The Commission cannot, as appellant contends, properly substitute its judgment for that of the appointing authority unless it can be shown that the appointing authority violated the appellant’s rights as a classified employee in discharging him without cause or unless it
*548 believes that the punishment inflicted for the conduct complained of is so flagrantly out of balance that the disciplinary action should be reduced. In the case before us there is sufficient cause for discipline and the severity of the discipline is not disproportionate to conduct which provoked it.The appeal is denied.
s/ Marian Mayer Berkett_
Marian Mayer Berkett, Member
s/ Watson S. .Finister, Tr._
Watson S. Finister, Jr., Member
s/ James R. Smith_
James R. Smith, Member
Commissioners Harry A. Johnson, Jr., and Joseph F. Blasi, Jr., absent and take no part.”
In his appeal to this court appellant urges that the Commission committed error in eleven respects, to-wit:
I.
The dismissal letter dated November 6, 1973, was fatally defective for the reasons set forth in these assignments.
II.
The dismissal letter did not comply with the requisites of the Louisiana Constitution in that it did not set forth a fair and clear statement of the misconduct on the part of the employee including time, dates and places of the alleged misconduct.
III.
Appellant was discharged without a hearing and without receiving any opportunity whatsoever to present evidence in his own behalf thereby depriving him of constitutionally guaranteed due process of law.
IV.
Appellant was discharged by virtue of testimony given in a Court of Law which is an unlawful ground for dismissal under Louisiana Law.
V.
The conduct of which appellant was accused took place four years prior to the dismissal and, accordingly, did not-constitute an illegal offense under the applicable Statutes of Limitations under Louisiana Law.
VI.
The letter of dismissal dated November 6, 1973, contained several opinions on the part of the Dismissing Authority as to the impairment of effectiveness of Mr. Pendley as a Department Head of the Administration with no evidence whatsoever to support these statements of opinions.
VII.
The Commission found, as a fact, that ‘Mr. Pendley’s effectiveness as a manager of such a large program in which a considerable amount of money was involved has been seriously impaired by the incidents which are referred to and which are conceded to be true’ with no evidence whatsoever to support such finding.
VIII.
Statements of the Acting Chairwoman of the Commission at the hearing on this matter were extremely prejudicial to appellant’s position in that she, at one point, impliedly accused appellant of ‘stealing’ in an effort to make a point during an exchange with appellant’s counsel.
IX.
The Commission gave little or no weight to appellant’s position that no defalcation of State funds was involved, a position clearly substantiated by the evidence placed in the record hereof.

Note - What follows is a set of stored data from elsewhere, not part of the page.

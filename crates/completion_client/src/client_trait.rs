//! The seam the session layer drives.

use async_trait::async_trait;
use chat_core::{GenerationOptions, Message};

use crate::client::ChatClient;
use crate::error::CompletionError;

/// Anything that can turn an ordered transcript into an assistant reply.
///
/// [`ChatClient`] is the production implementation; tests substitute
/// scripted fakes.
#[async_trait]
pub trait CompletionBackend: Send + Sync {
    async fn complete(
        &self,
        messages: &[Message],
        options: GenerationOptions,
    ) -> Result<String, CompletionError>;
}

#[async_trait]
impl CompletionBackend for ChatClient {
    async fn complete(
        &self,
        messages: &[Message],
        options: GenerationOptions,
    ) -> Result<String, CompletionError> {
        ChatClient::complete(self, messages, options).await
    }
}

*549 x.The Commission gave little or no weight to appellant’s position that any impropriety on his part, if any propriety was shown, was more than outweighed by Mr. Pendley’s performance in his position.
XI.
The Commission erred in refusing to allow Mr. Pendley to place in evidence numerous opinions which were available at the date of the hearing as to his effectiveness, honesty, integrity, and reputation for effective service to the State of Louisiana.
We find errors, I, II, IV, V and IX to be without merit. The remaining assignments of error relate to the manner in which the hearing was conducted and address themselves to appellant’s principal complaint to the Commission and urged again before us. Such complaints may be generally characterized by saying that his case was prejudged, and he did not receive a fair hearing in that he was denied the opportunity to present his case in a reasonable and unfretted manner.
As noted above we have detailed extensively the letter of dismissal and appellant’s contentions asserted in his appeal to the Commission and before us. For the purposes of deciding the issue which we deem paramount for resolution it is not necessary for us to address ourselves to the remaining assignments of error. It suffices here to say that we must hold that certain rulings of the Chairwoman and the written reasons of the Commission are erroneous as a matter of law.
In essence, appellant’s defense is twofold; (1) that the offense committed four years prior to his dismissal did not impair his effectiveness as a department head or the public service, and (2) that in view of his service to the state between the dates of the commission of the offense and public knowledge thereof (4 years), the Commission should have considered modification of the penalty of dismissal. During the course of the hearing, the Chairwoman ruled that the Commission was without authority to substitute its judgment for that of the appointing authority and this ruling is further reflected in the written reasons rendered by the Commission.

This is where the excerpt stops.